On November 30, 2007, the Nationals traded Schneider and Ryan Church to the New York Mets for top prospect Lastings Milledge. In his first season in New York, Schneider hit .257, with 9 home runs, and 38 RBIs, in 110 games. He scored the first-ever Mets run at their new ballpark, Citi Field, April 13, 2009, scoring on a double hit by Luis Castillo.

===Philadelphia Phillies===
On December 1, 2009, Schneider signed a two-year contract with the Philadelphia Phillies. On July 8, 2010, Schneider hit a walk-off home run to give the Phillies a 4-3 win over the Cincinnati Reds.

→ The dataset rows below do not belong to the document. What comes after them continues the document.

//! Engine configuration.
//!
//! Read from the environment:
//! - `SHRINKWATCH_OCCURRENCE_MODE`: `per_scan` (default) | `per_product`
//! - `SHRINKWATCH_ERROR_POLICY`: `best_effort` (default) | `all_or_nothing`

use std::str::FromStr;

use serde::{Deserialize, Serialize};
use tracing::warn;

use crate::reconciler::OccurrenceMode;

pub const OCCURRENCE_MODE_VAR: &str = "SHRINKWATCH_OCCURRENCE_MODE";
pub const ERROR_POLICY_VAR: &str = "SHRINKWATCH_ERROR_POLICY";

/// What a batch does with products whose counters are invalid.
#[derive(Debug, Clone, Copy, Default, PartialEq, Eq, Serialize, Deserialize)]
#[serde(rename_all = "snake_case")]
pub enum ErrorPolicy {
    /// Exclude failing products, report them, keep going.
    #[default]
    BestEffort,
    /// Fail the whole batch on the first invalid product.
    AllOrNothing,
}

impl FromStr for ErrorPolicy {
    type Err = String;

    fn from_str(s: &str) -> Result<Self, Self::Err> {
        match s.trim().to_ascii_lowercase().as_str() {
            "best_effort" | "besteffort" => Ok(Self::BestEffort),
            "all_or_nothing" | "allornothing" | "strict" => Ok(Self::AllOrNothing),
            other => Err(format!("unknown error policy: {other}")),
        }
    }
}

#[derive(Debug, Clone, Copy, Default, PartialEq, Eq, Serialize, Deserialize)]
#[serde(rename_all = "camelCase")]
pub struct ReconciliationConfig {
    pub occurrence_mode: OccurrenceMode,
    pub error_policy: ErrorPolicy,
}

impl ReconciliationConfig {
    pub fn from_env() -> Self {
        Self::from_lookup(|key| std::env::var(key).ok())
    }

    /// Build from an arbitrary key lookup; invalid values fall back to defaults.
    pub fn from_lookup<F>(lookup: F) -> Self
    where
        F: Fn(&str) -> Option<String>,
    {
        Self {
            occurrence_mode: parse_or_default(&lookup, OCCURRENCE_MODE_VAR),
            error_policy: parse_or_default(&lookup, ERROR_POLICY_VAR),
        }
    }
}

fn parse_or_default<T, F>(lookup: &F, key: &str) -> T
where
    T: FromStr<Err = String> + Default + core::fmt::Debug,
    F: Fn(&str) -> Option<String>,
{
    let Some(raw) = lookup(key) else {
        return T::default();
    };

    raw.parse().unwrap_or_else(|e: String| {
        let fallback = T::default();
        warn!(key, value = %raw, error = %e, ?fallback, "invalid configuration value; using default");
        fallback
    })
}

Following the completion of his initial Phillies contract, where he served as the team's backup catcher behind Carlos Ruiz, Schneider signed a contract for one more season in Philadelphia prior to the season.

After the 2012 season, Schneider announced his retirement from Major League Baseball, on January 29, 2013.

==Coaching career==
Schneider managed the Jupiter Hammerheads in the Florida State League, during the 2014 season. On December 4, 2015, he was named as the new catching coach for the Miami Marlins.

Following the 2019 season, the Marlins did not renew Schneider’s contract. On January 3, 2020, he was named as the manager of the Syracuse Mets.

On February 7, 2020, Schneider was named quality control coach for the New York Mets, succeeding Luis Rojas, who was named Mets manager in January 2020. Following the 2022 season, the Mets and Schneider parted ways.

==Personal life==
On November 6, 2004, Schneider married Jordan Sproat. The couple have four children: daughters, Tatum (b. 2007) and Haven (b. 2012), and sons Calin (b. 2009) and Holden (b. 2010). The family currently lives in Jupiter, Florida, with their dog, Rookie.

===Catching For Kids Foundation===
In 2008, Brian Schneider's Catching for Kids Foundation was established to support children and their participation in sports by providing funding and creative programming. The foundation strives to enable children of all backgrounds and physical abilities to enjoy the games they love.

===Television===
In 2015, as part of a job-swap documentary for Irish television, Schneider moved to Kilkenny in Ireland to train and play hurling as a goalkeeper for James Stephens; in return, Jackie Tyrrell trained with the Florida-based Major League Baseball team Miami Marlins.